Wednesday, January 17, 2024

L.C. Millard

The study of small town/small time patent medicine companies almost always leaves you shorthanded.  Usually you have information and no artifacts.  Sometimes it is an artifact and little info.  That's the case with L.C. Millard and his Magic Oil, aka The Great Pain Exterminator.

Here's the bottle.  Paper label only.  I have photos but have not actually seen the item in person.  The style looks late, probably 1910 or so.  But if you look closely you'll see a possible clue.....



And here's that clue.  I think it says Columbian E &F Co.  


Lindle C. Millard was born in Illinois in 1846.  After living there and in Iowa he came to Chippewa Falls circa 1885.  I have not found much about his occupation.  His obituary describes him as "A gentleman of exemplary habits.."  I think he began running a small time patent medicine company circa 1893.  That was the year of the great Columbian Exhibition in Chicago, which commemorated the 401st anniversary of Columbus discovering the new world.  The cryptic words above seem to hint at this event.

My usual source of information on small town doings is the local paper.  And with regard to Mr.

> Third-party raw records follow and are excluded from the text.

use std::rc::Rc;

use wasm_bindgen::prelude::*;

use crate::config::BoardConfig;
use crate::core::ConsoleSink;
use crate::features::kanban::DragDropAdapter;
use crate::web::{LiveViewHook, LiveViewOwner, WebElement, WebHost};

#[wasm_bindgen]
pub struct KanbanDragDrop {
    root: WebElement,
    adapter: DragDropAdapter<WebHost>,
}

#[wasm_bindgen]
impl KanbanDragDrop {
    /// `hook` is the LiveView hook object; `config` an optional partial `BoardConfig`.
    #[wasm_bindgen(constructor)]
    pub fn new(hook: JsValue, config: JsValue) -> Result<KanbanDragDrop, JsValue> {
        let config = BoardConfig::from_js(config)?;
        let hook = LiveViewHook::new(hook);
        let root = WebElement::from(hook.element()?);
        let sink = Rc::new(ConsoleSink::new("KanbanDragDrop", config.debug));
        let owner = Rc::new(LiveViewOwner::new(hook));
        Ok(KanbanDragDrop { root, adapter: DragDropAdapter::new(WebHost, config, owner, sink) })
    }

    pub fn mounted(&mut self) -> Result<(), JsValue> {
        self.adapter.attach(&self.root)?;
        Ok(())
    }

    /// The server re-rendered the board; rebind to the new elements.
    pub fn updated(&mut self) -> Result<(), JsValue> {
        self.adapter.attach(&self.root)?;
        Ok(())
    }

    pub fn destroyed(&mut self) {
        self.adapter.detach();
        self.adapter.cancel_gesture();
    }
}
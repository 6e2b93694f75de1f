use thiserror::Error;
use wasm_bindgen::JsValue;

/// Everything that can go wrong inside a hook.
///
/// None of these are fatal: drag handlers report them to the
/// [`ObservabilitySink`](crate::core::ObservabilitySink) and keep their
/// listeners attached. Only hook construction and (re)attachment hand
/// them back to JavaScript.
#[derive(Debug, Error, Clone, PartialEq, Eq)]
pub enum HookError {
    /// The drag data channel was empty, not JSON, or lacked required fields.
    #[error("malformed drag payload: {0}")]
    MalformedPayload(String),

    #[error("element is missing required attribute `{attribute}`")]
    MissingAttribute { attribute: String },

    #[error("invalid hook configuration: {0}")]
    InvalidConfig(String),

    /// A call across the JavaScript boundary failed.
    #[error("javascript bridge call failed: {0}")]
    Bridge(String),
}

impl HookError {
    pub fn missing_attribute(attribute: &str) -> Self {
        HookError::MissingAttribute { attribute: attribute.to_string() }
    }

    pub fn from_js(value: JsValue) -> Self {
        match value.as_string() {
            Some(message) => HookError::Bridge(message),
            None => HookError::Bridge(format!("{:?}", value)),
        }
    }
}

impl From<HookError> for JsValue {
    fn from(err: HookError) -> Self {
        js_sys::Error::new(&err.to_string()).into()
    }
}
pub mod adapter;
pub mod gesture;
pub mod listeners;

pub use adapter::{AttachSummary, DragDropAdapter};
pub use gesture::{ClassMark, Gesture, GestureOutcome, GesturePhase};
pub use listeners::ListenerRegistry;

Millard it has been slim pickings.  Starting in the early 90s there are periodic mentions of him being in various communities on business.  But it is often vague.  Here's an example from 1897 that caught my eye as he was apparently calling on the tiny hamlet that is near my "up north" cabin.

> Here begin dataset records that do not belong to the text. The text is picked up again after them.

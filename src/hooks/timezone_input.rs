use js_sys::{Array, Object, Reflect};
use wasm_bindgen::prelude::*;

use crate::error::HookError;
use crate::web::LiveViewHook;

/// Fills the hook's input with the browser's IANA time zone on mount.
#[wasm_bindgen]
pub struct TimezoneInput {
    hook: LiveViewHook,
}

#[wasm_bindgen]
impl TimezoneInput {
    #[wasm_bindgen(constructor)]
    pub fn new(hook: JsValue) -> TimezoneInput {
        TimezoneInput { hook: LiveViewHook::new(hook) }
    }

    pub fn mounted(&self) -> Result<(), JsValue> {
        let element = self.hook.element()?;
        let time_zone = resolved_time_zone()?;
        Reflect::set(&element, &JsValue::from_str("value"), &JsValue::from_str(&time_zone))
            .map_err(HookError::from_js)?;
        Ok(())
    }
}

/// `Intl.DateTimeFormat().resolvedOptions().timeZone`
pub fn resolved_time_zone() -> Result<String, HookError> {
    let options = js_sys::Intl::DateTimeFormat::new(&Array::new(), &Object::new()).resolved_options();
    Reflect::get(&options, &JsValue::from_str("timeZone"))
        .map_err(HookError::from_js)?
        .as_string()
        .filter(|zone| !zone.is_empty())
        .ok_or_else(|| HookError::Bridge("Intl did not resolve a time zone".to_string()))
}
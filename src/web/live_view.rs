use js_sys::{Array, Function, Reflect};
use serde::Serialize;
use wasm_bindgen::{JsCast, JsValue};
use web_sys::HtmlElement;

use crate::core::BoardOwner;
use crate::error::HookError;
use crate::models::Notification;

/// The LiveView hook object (`this` inside `mounted()` and friends).
#[derive(Debug, Clone)]
pub struct LiveViewHook {
    this: JsValue,
}

impl LiveViewHook {
    pub fn new(this: JsValue) -> Self {
        Self { this }
    }

    pub fn element(&self) -> Result<HtmlElement, HookError> {
        Reflect::get(&self.this, &JsValue::from_str("el"))
            .map_err(HookError::from_js)?
            .dyn_into::<HtmlElement>()
            .map_err(|_| HookError::Bridge("hook has no `el` element".to_string()))
    }

    pub fn push_event<T: Serialize>(&self, event: &str, payload: &T) -> Result<(), HookError> {
        let payload = to_js(payload)?;
        self.call("pushEvent", &[JsValue::from_str(event), payload])
    }

    /// Pushes to the component behind `target` instead of the parent view.
    pub fn push_event_to<T: Serialize>(&self, target: &str, event: &str, payload: &T) -> Result<(), HookError> {
        let payload = to_js(payload)?;
        self.call("pushEventTo", &[JsValue::from_str(target), JsValue::from_str(event), payload])
    }

    fn call(&self, method: &str, args: &[JsValue]) -> Result<(), HookError> {
        let function = Reflect::get(&self.this, &JsValue::from_str(method))
            .map_err(HookError::from_js)?
            .dyn_into::<Function>()
            .map_err(|_| HookError::Bridge(format!("hook has no `{}` function", method)))?;
        let args: Array = args.iter().collect();
        function.apply(&self.this, &args).map_err(HookError::from_js)?;
        Ok(())
    }
}

// Maps become plain objects, which is what LiveView sends over the socket
fn to_js<T: Serialize>(value: &T) -> Result<JsValue, HookError> {
    value
        .serialize(&serde_wasm_bindgen::Serializer::json_compatible())
        .map_err(|e| HookError::Bridge(e.to_string()))
}

/// Forwards board notifications to the server through `pushEvent`.
#[derive(Debug, Clone)]
pub struct LiveViewOwner {
    hook: LiveViewHook,
}

impl LiveViewOwner {
    pub fn new(hook: LiveViewHook) -> Self {
        Self { hook }
    }
}

impl BoardOwner for LiveViewOwner {
    fn notify(&self, notification: &Notification) -> Result<(), HookError> {
        self.hook.push_event(notification.event_name(), notification)
    }
}
use crate::error::HookError;
use crate::models::Notification;

/// The authority that owns board state.
///
/// Notifications are fire and forget: the owner validates the transition,
/// persists it and re-renders the board. An `Err` only means the message
/// could not be handed over.
pub trait BoardOwner {
    fn notify(&self, notification: &Notification) -> Result<(), HookError>;
}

Regards how he got into the patent medicine trade, and what he did before that, I have only hints.  He may have been the L. Millard who worked in logging camps as a "scaler" in the late 1880s.  As you may have guessed, a scaler estimates the amount and therefor the value, of lumber in a load of cut trees.  This was actually a pretty important job.

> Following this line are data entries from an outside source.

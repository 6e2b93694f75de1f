pub mod card;
pub mod notification;
pub mod payload;

// Transient board entities, read from markup and never persisted
pub use card::{Card, CardKind, Column};
pub use notification::Notification;
pub use payload::DragPayload;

In late 1891 L.C. Millard fell and was injured on what he claimed was a defective section of city sidewalk on Cedar Street.  He hurt his back, had to walk with a cane, and attempted to get the City of Chippewa Falls to pay him $5000 in compensation.  This was eventually denied.  Was this the event that took him "out of the woods" and into a more sedentary occupation?

Per the label on the above bottle this was Millard's home and place of business.  This modest dwelling, where he must have filled his bottles, is actually quite near my house.  


When L.C. Millard died in 1912 his obituary gives us just a little more....


The doings of his son Charles up in Alaska get frequent mention in local papers.  And there is a brief mention in July 1913 that his daughter Mrs. Wilson was carrying on her father's work as "..an agent for medicine...".  She was said to be making good and getting ready for a business trip up north.